[Recorded data]

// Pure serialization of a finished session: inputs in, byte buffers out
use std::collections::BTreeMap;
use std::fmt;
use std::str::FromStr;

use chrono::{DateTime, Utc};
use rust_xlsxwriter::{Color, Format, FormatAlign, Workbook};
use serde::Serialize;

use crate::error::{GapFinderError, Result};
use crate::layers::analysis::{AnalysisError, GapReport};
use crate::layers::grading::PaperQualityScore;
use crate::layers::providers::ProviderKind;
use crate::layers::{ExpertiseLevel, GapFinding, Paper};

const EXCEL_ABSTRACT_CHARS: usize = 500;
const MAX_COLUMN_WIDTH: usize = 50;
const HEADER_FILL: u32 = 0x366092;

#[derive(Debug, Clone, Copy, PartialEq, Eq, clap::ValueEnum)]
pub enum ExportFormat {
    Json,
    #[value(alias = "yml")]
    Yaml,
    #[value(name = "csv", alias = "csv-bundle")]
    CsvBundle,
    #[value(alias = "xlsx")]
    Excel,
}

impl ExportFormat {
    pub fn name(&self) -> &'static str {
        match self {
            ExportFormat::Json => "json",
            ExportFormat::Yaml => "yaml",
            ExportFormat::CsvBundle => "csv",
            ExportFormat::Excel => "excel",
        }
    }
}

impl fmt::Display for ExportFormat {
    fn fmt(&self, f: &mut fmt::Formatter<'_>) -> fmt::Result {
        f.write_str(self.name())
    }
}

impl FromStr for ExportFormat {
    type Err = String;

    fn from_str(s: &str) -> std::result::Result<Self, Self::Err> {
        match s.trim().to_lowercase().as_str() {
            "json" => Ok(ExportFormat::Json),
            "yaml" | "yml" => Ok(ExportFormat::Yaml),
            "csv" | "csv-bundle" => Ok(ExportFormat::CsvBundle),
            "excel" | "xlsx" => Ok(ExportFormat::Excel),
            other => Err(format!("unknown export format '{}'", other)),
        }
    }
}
==
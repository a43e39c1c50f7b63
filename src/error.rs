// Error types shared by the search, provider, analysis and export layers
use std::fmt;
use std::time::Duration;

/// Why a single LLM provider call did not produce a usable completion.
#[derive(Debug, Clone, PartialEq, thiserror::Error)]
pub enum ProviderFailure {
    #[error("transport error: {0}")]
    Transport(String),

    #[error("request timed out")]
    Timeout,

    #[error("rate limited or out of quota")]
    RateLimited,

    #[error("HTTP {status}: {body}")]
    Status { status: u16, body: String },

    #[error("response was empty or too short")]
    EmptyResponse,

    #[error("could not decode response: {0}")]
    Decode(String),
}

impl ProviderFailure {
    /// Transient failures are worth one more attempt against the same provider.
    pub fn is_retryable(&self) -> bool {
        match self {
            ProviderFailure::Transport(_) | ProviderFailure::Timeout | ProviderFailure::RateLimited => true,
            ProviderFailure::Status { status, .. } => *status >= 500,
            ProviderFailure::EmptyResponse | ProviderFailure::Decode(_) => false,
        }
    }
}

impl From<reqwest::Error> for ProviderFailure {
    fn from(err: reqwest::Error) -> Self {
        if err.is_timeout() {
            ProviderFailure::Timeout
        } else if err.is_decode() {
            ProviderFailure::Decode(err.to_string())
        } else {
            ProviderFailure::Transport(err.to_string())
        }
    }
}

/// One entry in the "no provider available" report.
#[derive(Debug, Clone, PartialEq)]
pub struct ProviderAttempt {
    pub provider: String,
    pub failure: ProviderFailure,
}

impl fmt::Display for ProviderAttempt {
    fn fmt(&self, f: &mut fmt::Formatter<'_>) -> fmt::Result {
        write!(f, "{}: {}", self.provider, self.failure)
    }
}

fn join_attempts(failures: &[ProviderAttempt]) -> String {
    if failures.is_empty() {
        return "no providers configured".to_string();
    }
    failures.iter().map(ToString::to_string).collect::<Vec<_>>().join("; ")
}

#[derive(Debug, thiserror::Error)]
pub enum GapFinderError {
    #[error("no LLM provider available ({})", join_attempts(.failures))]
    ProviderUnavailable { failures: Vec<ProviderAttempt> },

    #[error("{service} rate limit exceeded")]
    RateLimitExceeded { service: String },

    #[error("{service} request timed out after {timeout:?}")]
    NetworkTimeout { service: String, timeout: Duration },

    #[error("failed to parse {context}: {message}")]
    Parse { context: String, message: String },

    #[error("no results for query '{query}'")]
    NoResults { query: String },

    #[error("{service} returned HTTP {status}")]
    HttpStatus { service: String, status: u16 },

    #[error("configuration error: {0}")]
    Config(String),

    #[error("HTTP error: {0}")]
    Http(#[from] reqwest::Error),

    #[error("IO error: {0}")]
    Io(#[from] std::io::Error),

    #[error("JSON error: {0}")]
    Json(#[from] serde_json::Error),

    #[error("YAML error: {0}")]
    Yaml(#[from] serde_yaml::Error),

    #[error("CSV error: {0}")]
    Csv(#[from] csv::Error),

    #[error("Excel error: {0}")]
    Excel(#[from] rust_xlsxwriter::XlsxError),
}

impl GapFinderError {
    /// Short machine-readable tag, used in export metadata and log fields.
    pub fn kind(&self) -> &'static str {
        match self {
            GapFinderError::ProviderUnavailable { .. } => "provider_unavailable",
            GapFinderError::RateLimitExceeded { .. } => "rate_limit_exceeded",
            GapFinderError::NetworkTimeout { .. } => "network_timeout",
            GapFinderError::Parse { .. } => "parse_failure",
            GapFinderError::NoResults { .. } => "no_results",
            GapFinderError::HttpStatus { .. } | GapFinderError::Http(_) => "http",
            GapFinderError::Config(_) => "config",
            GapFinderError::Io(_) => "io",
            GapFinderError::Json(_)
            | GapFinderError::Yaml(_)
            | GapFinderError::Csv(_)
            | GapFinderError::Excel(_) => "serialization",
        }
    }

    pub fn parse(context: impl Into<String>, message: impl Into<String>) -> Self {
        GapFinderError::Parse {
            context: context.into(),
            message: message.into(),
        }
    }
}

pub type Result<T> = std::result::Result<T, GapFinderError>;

[Exercise description] In the listing above, start at the line with "byte buffers out", go on through the line with "impl fmt::Display for ExportFormat", and copy each of those lines exactly; leave out all the rest.

[Task result]
// Pure serialization of a finished session: inputs in, byte buffers out
use std::collections::BTreeMap;
use std::fmt;
use std::str::FromStr;

use chrono::{DateTime, Utc};
use rust_xlsxwriter::{Color, Format, FormatAlign, Workbook};
use serde::Serialize;

use crate::error::{GapFinderError, Result};
use crate::layers::analysis::{AnalysisError, GapReport};
use crate::layers::grading::PaperQualityScore;
use crate::layers::providers::ProviderKind;
use crate::layers::{ExpertiseLevel, GapFinding, Paper};

const EXCEL_ABSTRACT_CHARS: usize = 500;
const MAX_COLUMN_WIDTH: usize = 50;
const HEADER_FILL: u32 = 0x366092;

#[derive(Debug, Clone, Copy, PartialEq, Eq, clap::ValueEnum)]
pub enum ExportFormat {
    Json,
    #[value(alias = "yml")]
    Yaml,
    #[value(name = "csv", alias = "csv-bundle")]
    CsvBundle,
    #[value(alias = "xlsx")]
    Excel,
}

impl ExportFormat {
    pub fn name(&self) -> &'static str {
        match self {
            ExportFormat::Json => "json",
            ExportFormat::Yaml => "yaml",
            ExportFormat::CsvBundle => "csv",
            ExportFormat::Excel => "excel",
        }
    }
}

impl fmt::Display for ExportFormat {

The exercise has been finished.